After intense backlash, the national Boy Scouts organization is finally considering dropping their ban on openly gay scouts and leaders.
The decision will be considered by the national board of directors and, if green-lit, the new policy will leave it up to individual troops to admit out scouts and leaders. The board meets next week.
"For more than 100 years Scouting's focus has been on working together to deliver the nation's foremost youth program of character development and values-based leadership training," Boy Scouts spokesman Deron Smith said in a statement to The Advocate. "Scouting has always been in an ongoing dialogue with the Scouting family to determine what is in the best interest of the organization and the young people we serve.
Currently, the BSA is discussing potentially removing the national membership restriction regarding sexual orientation. This would mean there would no longer be any national policy regarding sexual orientation, but that the chartered organizations that oversee and deliver Scouting would accept membership and select leaders consistent with their organization's mission, principles or religious beliefs. BSA members and parents would be able to choose a local unit which best meets the needs of their families.

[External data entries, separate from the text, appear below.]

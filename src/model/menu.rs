use std::collections::HashMap;

use slotmap::{SlotMap, new_key_type};

use super::command::{CommandDescriptor, CommandKind};

new_key_type! {
    /// Handle to a node stored in a [`MenuTree`].
    pub struct NodeId;
}

/// Case-folded key used for sibling lookup.
pub fn normalize_title(text: &str) -> String {
    text.trim().to_lowercase()
}

#[derive(Debug, Clone)]
pub struct MenuNode {
    pub title: String,
    pub command: Option<CommandDescriptor>,
    children: HashMap<String, NodeId>,
}

impl MenuNode {
    fn new(title: impl Into<String>, command: Option<CommandDescriptor>) -> Self {
        Self {
            title: title.into(),
            command,
            children: HashMap::new(),
        }
    }

    pub fn has_children(&self) -> bool {
        !self.children.is_empty()
    }

    pub fn kind(&self) -> Option<CommandKind> {
        self.command.map(|command| command.kind)
    }
}

/// Arena-backed menu hierarchy.
///
/// Nodes are only ever created by [`MenuTree::add_child`], so every node has exactly
/// one parent and cycles cannot be formed.
#[derive(Debug, Clone)]
pub struct MenuTree {
    nodes: SlotMap<NodeId, MenuNode>,
    root: NodeId,
}

impl MenuTree {
    pub fn new(root_title: impl Into<String>) -> Self {
        let mut nodes = SlotMap::with_key();
        let root = nodes.insert(MenuNode::new(root_title, None));
        Self { nodes, root }
    }

    pub fn root(&self) -> NodeId {
        self.root
    }

    pub fn node(&self, id: NodeId) -> Option<&MenuNode> {
        self.nodes.get(id)
    }

    pub fn title(&self, id: NodeId) -> &str {
        self.nodes
            .get(id)
            .map(|node| node.title.as_str())
            .unwrap_or("")
    }

    pub fn len(&self) -> usize {
        self.nodes.len()
    }

    pub fn is_empty(&self) -> bool {
        self.nodes.is_empty()
    }

    /// Insert a fresh child under `parent`, keyed by its normalized title.
    ///
    /// A sibling with the same normalized title is replaced and its whole subtree
    /// is dropped. Returns `None` only when `parent` is not part of this tree.
    pub fn add_child(
        &mut self,
        parent: NodeId,
        title: impl Into<String>,
        command: Option<CommandDescriptor>,
    ) -> Option<NodeId> {
        if !self.nodes.contains_key(parent) {
            return None;
        }

        let title = title.into();
        let key = normalize_title(&title);
        let child = self.nodes.insert(MenuNode::new(title, command));

        let replaced = self
            .nodes
            .get_mut(parent)
            .and_then(|node| node.children.insert(key, child));

        if let Some(old) = replaced {
            tracing::debug!("menu entry '{}' replaced", self.title(child));
            self.drop_subtree(old);
        }

        Some(child)
    }

    /// Shorthand for a node carrying `kind`.
    pub fn add_entry(
        &mut self,
        parent: NodeId,
        title: impl Into<String>,
        kind: CommandKind,
    ) -> Option<NodeId> {
        self.add_child(parent, title, Some(CommandDescriptor::new(kind)))
    }

    /// Single-level, case-insensitive lookup by displayed title.
    pub fn get_child(&self, parent: NodeId, text: &str) -> Option<NodeId> {
        self.nodes
            .get(parent)?
            .children
            .get(&normalize_title(text))
            .copied()
    }

    /// A leaf has no children and a command other than the submenu sentinel.
    pub fn is_leaf(&self, id: NodeId) -> bool {
        let Some(node) = self.nodes.get(id) else {
            return false;
        };

        !node.has_children()
            && node
                .command
                .map(|command| !command.opens_submenu())
                .unwrap_or(false)
    }

    /// Children of `parent`, ordered by title for display.
    pub fn children(&self, parent: NodeId) -> Vec<NodeId> {
        let Some(node) = self.nodes.get(parent) else {
            return Vec::new();
        };

        let mut children: Vec<NodeId> = node.children.values().copied().collect();
        children.sort_by_key(|id| normalize_title(self.title(*id)));
        children
    }

    fn drop_subtree(&mut self, id: NodeId) {
        let mut pending = vec![id];
        while let Some(next) = pending.pop() {
            if let Some(node) = self.nodes.remove(next) {
                pending.extend(node.children.into_values());
            }
        }
    }
}
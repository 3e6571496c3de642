//! Menu-driven operator shell whose tree is extended at startup by plugins.

pub mod app;
pub mod executor;
pub mod model;
pub mod msg;
pub mod plugin;

pub use app::MenuShell;
pub use executor::{CommandExecutor, ConsoleExecutor, Flow};
pub use model::command::{CommandDescriptor, CommandKind, CommandRegistry, TrustContext};
pub use model::menu::{MenuNode, MenuTree, NodeId};
pub use msg::Outcome;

The policy change under discussion would allow the religious, civic or educational organizations that oversee and deliver Scouting to determine how to address this issue. The Boy Scouts would not, under any circumstances, dictate a position to units, members or parents. Under this proposed policy, the BSA would not require any chartered organization to act in ways inconsistent with that organization's mission, principles or religious beliefs."
The organization has dug in its heels lately, declaring in July that it would not rescind its ban. It also successfully pressured a Maryland troop, via the Washington, D.C. umbrella troop organization, to remove a pro-gay nondiscrimination policy from its website.
But it's troops like the one in Maryland that may get the national organization to change the policy. NBC News says local troops have been applying pressure to the national organization to end the ban, which was upheld by the Supreme Court in 2000. Aside from local groups, both corporations and President Obama have told the Scouts that the ban should end.